Over time, I learned that UFO were some sort of a nightmare for most quilters. They started a lot of projects but at some point they did not feel like finishing them. Maybe they ran out of inspiration, maybe what they were so excited about that particular project was not there anymore, maybe something very appealing crossed their way and had to follow it, a variety of reasons were preventing them from finishing their projects. And they did not seem to be very happy about it.
Recently, one of my customers, a lady who purchased a gorgeous piece of fabric from
my shop, told me that she really liked the fabric and did not know what she would make with it. From her words, I could gather that same UFO sense of guilt, that same feeling that there is something wrong in not finishing that what has already been started. That was the seed for this post.
Why is it that quilters feel wrong when they do not finish their projects right away? Where is it written that there is a schedule to finish a project? Who sets the rules about the right time to complete it? Isn't quilting something to enjoy? Where is so deeply rooted the idea that there is a moral obligation to finish everything we start? And why is it so very well spread across different cultures?

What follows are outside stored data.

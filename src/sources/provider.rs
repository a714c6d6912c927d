//! Provider of properties-file sources found through the resolution context.

use super::{ConfigSource, ConfigSourceProvider, PropertiesConfigSource};
use crate::context::LoadContext;
use crate::error::{ConfigError, Result};
use std::sync::Arc;

/// Produces one [`PropertiesConfigSource`] per root that holds a given resource.
///
/// # Examples
///
/// ```rust
/// use ordinal_config::context::LoadContext;
/// use ordinal_config::sources::{ConfigSourceProvider, PropertiesConfigSourceProvider};
///
/// let provider = PropertiesConfigSourceProvider::new("META-INF/microprofile-config.properties", true);
/// let sources = provider.config_sources(&LoadContext::new()).unwrap();
/// assert!(sources.is_empty());
/// ```
#[derive(Debug, Clone)]
pub struct PropertiesConfigSourceProvider {
    resource: String,
    optional: bool,
}

impl PropertiesConfigSourceProvider {
    /// Create a provider for `resource`.
    ///
    /// When `optional` is false, a resource found under no root is an error.
    pub fn new(resource: impl Into<String>, optional: bool) -> Self {
        Self {
            resource: resource.into(),
            optional,
        }
    }

    /// The resource name looked up under each root.
    pub fn resource(&self) -> &str {
        &self.resource
    }
}

impl ConfigSourceProvider for PropertiesConfigSourceProvider {
    fn config_sources(&self, context: &LoadContext) -> Result<Vec<Arc<dyn ConfigSource>>> {
        let found = context.resolve(&self.resource);
        if found.is_empty() && !self.optional {
            return Err(ConfigError::LoadError(format!(
                "Required resource not found: {}",
                self.resource
            )));
        }

        found
            .into_iter()
            .map(|path| {
                PropertiesConfigSource::from_path(path)
                    .map(|source| Arc::new(source) as Arc<dyn ConfigSource>)
            })
            .collect()
    }
}
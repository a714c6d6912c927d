//! Resource resolution context.

use std::env;
use std::path::{Path, PathBuf};

/// Environment variable listing extra resource roots for [`LoadContext::ambient`].
pub const CONFIG_PATH_ENV: &str = "ORDINAL_CONFIG_PATH";

/// The set of resource roots bundled configuration resources are looked up in.
///
/// A resource name such as `META-INF/microprofile-config.properties` is resolved
/// against every root in order; each root that holds the resource contributes one
/// match, so the same resource can be picked up from several roots.
///
/// # Examples
///
/// ```rust
/// use ordinal_config::context::LoadContext;
///
/// let context = LoadContext::new()
///     .with_root("/etc/myapp")
///     .with_root("/opt/myapp/share");
/// assert_eq!(context.roots().len(), 2);
/// ```
#[derive(Debug, Clone, Default, PartialEq, Eq)]
pub struct LoadContext {
    roots: Vec<PathBuf>,
}

impl LoadContext {
    /// Create a context with no roots.
    pub fn new() -> Self {
        Self { roots: Vec::new() }
    }

    /// The caller's ambient context: the current directory, followed by every
    /// entry of `ORDINAL_CONFIG_PATH`.
    pub fn ambient() -> Self {
        let mut context = Self::new();
        if let Ok(cwd) = env::current_dir() {
            context.roots.push(cwd);
        }
        if let Some(paths) = env::var_os(CONFIG_PATH_ENV) {
            context
                .roots
                .extend(env::split_paths(&paths).filter(|p| !p.as_os_str().is_empty()));
        }
        context
    }

    /// Append a resource root.
    pub fn with_root(mut self, root: impl Into<PathBuf>) -> Self {
        self.roots.push(root.into());
        self
    }

    /// The resource roots in lookup order.
    pub fn roots(&self) -> &[PathBuf] {
        &self.roots
    }

    /// Every existing file named `resource` under the roots, in root order.
    pub fn resolve(&self, resource: impl AsRef<Path>) -> Vec<PathBuf> {
        let resource = resource.as_ref();
        self.roots
            .iter()
            .map(|root| root.join(resource))
            .filter(|candidate| candidate.is_file())
            .inspect(|found| tracing::trace!(path = %found.display(), "resolved resource"))
            .collect()
    }
}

I do not have any UFO. I work on different projects that sometimes share a specific period of time. Some take longer than others. There are projects that will take years to be finished, and meanwhile shorter and faster ones will be completed. I have a box full of stripes already sewn for a project that I started some years ago. Is that a UFO? No, it is a project in progress. When will it be completed? I have no idea. Did I give up with it? Absolutely not. What is the project waiting for to be finished? Its own time. Some day, all those pieces will tell me where they want to go, how they want to be together.
Why would I force them to stay together in a way that they do not like? Just because I am in a rush to finish? No, I refuse to work that way. My brain is not a straight narrow line where only one idea can happen at a time. Just look at a neuron and you will know what I am talking about.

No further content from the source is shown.